I build websites for businesses on the Costa del Sol. Most of my clients serve both English and Spanish-speaking customers. Over the years, I’ve seen every possible configuration of bilingual sites, and I’d estimate 80% of them are doing it wrong in ways that actively hurt their search rankings.
This guide covers the technical SEO side of running a bilingual website, with specific recommendations for businesses in Spain where the English-Spanish split is the most common scenario.
URL Structure: The Foundation Decision
The first question every bilingual website faces: how do you organize your URLs? There are three main approaches, and the one you pick has lasting consequences.

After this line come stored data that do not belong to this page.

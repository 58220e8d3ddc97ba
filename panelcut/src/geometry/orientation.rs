use crate::entities::{Grain, PartInstance};
use crate::geometry::geo_enums::Rotation;
use crate::geometry::{EPSILON, Rect};

/// A way of putting a part into a free rectangle.
#[derive(Clone, Copy, Debug, PartialEq)]
pub struct Orientation {
    /// Placed dimensions of the part
    pub width: f64,
    pub height: f64,
    pub rotation: Rotation,
    /// Placed dimensions plus kerf, clipped to the free rectangle.
    /// This is the space the part consumes from the free rectangle.
    pub footprint_width: f64,
    pub footprint_height: f64,
}

/// Placed (width, height) of a part for both rotations.
/// At 0° the part's width runs along the x-axis and its length along the y-axis.
pub fn placed_dims(part: &PartInstance, rotation: Rotation) -> (f64, f64) {
    match rotation {
        Rotation::Deg0 => (part.width, part.length),
        Rotation::Deg90 => (part.length, part.width),
    }
}

/// Rotations the part's grain constraint allows, in evaluation order.
/// Square parts only report 0°, as both rotations are indistinguishable.
pub fn allowed_rotations(part: &PartInstance) -> &'static [Rotation] {
    match part.grain {
        Grain::LengthLocked => &[Rotation::Deg0],
        Grain::WidthLocked => &[Rotation::Deg90],
        Grain::Any if part.is_square() => &[Rotation::Deg0],
        Grain::Any => &[Rotation::Deg0, Rotation::Deg90],
    }
}

/// All orientations of `part` that respect its grain and fit inside `free`.
/// Space for the `kerf` is only reserved where the part does not reach the rectangle's far edge.
pub fn valid_orientations(
    part: &PartInstance,
    free: &Rect,
    kerf: f64,
) -> impl Iterator<Item = Orientation> {
    let (free_w, free_h) = (free.width(), free.height());
    allowed_rotations(part).iter().filter_map(move |&rotation| {
        let (width, height) = placed_dims(part, rotation);
        match width <= free_w + EPSILON && height <= free_h + EPSILON {
            true => Some(Orientation {
                width,
                height,
                rotation,
                footprint_width: f64::min(width + kerf, free_w),
                footprint_height: f64::min(height + kerf, free_h),
            }),
            false => None,
        }
    })
}

/// Whether the part fits on an empty sheet in at least one allowed orientation.
pub fn fits_empty_sheet(part: &PartInstance, sheet: &Rect) -> bool {
    valid_orientations(part, sheet, 0.0).next().is_some()
}

#[cfg(test)]
mod tests {
    use super::*;
    use crate::entities::{PartSpec, expand_instances};

    fn instance(length: f64, width: f64, grain: Grain) -> PartInstance {
        let spec = PartSpec::new("p", length, width, 1).with_grain(grain);
        expand_instances(&[spec]).remove(0)
    }

    #[test]
    fn grain_limits_rotations() {
        let free = Rect::from_dims(0.0, 0.0, 1000.0, 1000.0).unwrap();
        let locked = instance(600.0, 400.0, Grain::LengthLocked);
        let rotations: Vec<_> = valid_orientations(&locked, &free, 3.0)
            .map(|o| o.rotation)
            .collect();
        assert_eq!(rotations, vec![Rotation::Deg0]);

        let width_locked = instance(600.0, 400.0, Grain::WidthLocked);
        let o = valid_orientations(&width_locked, &free, 3.0).next().unwrap();
        assert_eq!((o.rotation, o.width, o.height), (Rotation::Deg90, 600.0, 400.0));

        let free_part = instance(600.0, 400.0, Grain::Any);
        assert_eq!(valid_orientations(&free_part, &free, 3.0).count(), 2);
    }

    #[test]
    fn only_fitting_orientations_are_returned() {
        let free = Rect::from_dims(0.0, 0.0, 700.0, 450.0).unwrap();
        let part = instance(600.0, 400.0, Grain::Any);
        let orientations: Vec<_> = valid_orientations(&part, &free, 3.0).collect();
        assert_eq!(orientations.len(), 1);
        assert_eq!(orientations[0].rotation, Rotation::Deg90);
        assert_eq!(orientations[0].footprint_width, 603.0);
    }

    #[test]
    fn footprint_is_clipped_at_far_edge() {
        let free = Rect::from_dims(0.0, 0.0, 400.0, 601.0).unwrap();
        let part = instance(600.0, 400.0, Grain::LengthLocked);
        let o = valid_orientations(&part, &free, 3.0).next().unwrap();
        assert_eq!(o.footprint_width, 400.0);
        assert_eq!(o.footprint_height, 601.0);
    }
}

Subdirectories (recommended for most):
- example.com/en/about/ (English)
- example.com/es/sobre-nosotros/ (Spanish)
Subdomains:
- en.example.com/about/
- es.example.com/sobre-nosotros/
Separate domains:
- example.com (English)
- example.es (Spanish)
For most businesses in Spain, subdirectories are the clear winner. They keep all your domain authority consolidated on one domain, they’re simpler to manage technically, and Google handles them well. Subdomains split your authority across what Google sometimes treats as separate websites. Separate domains are even worse for this, unless you’re a multinational with significant resources for each market.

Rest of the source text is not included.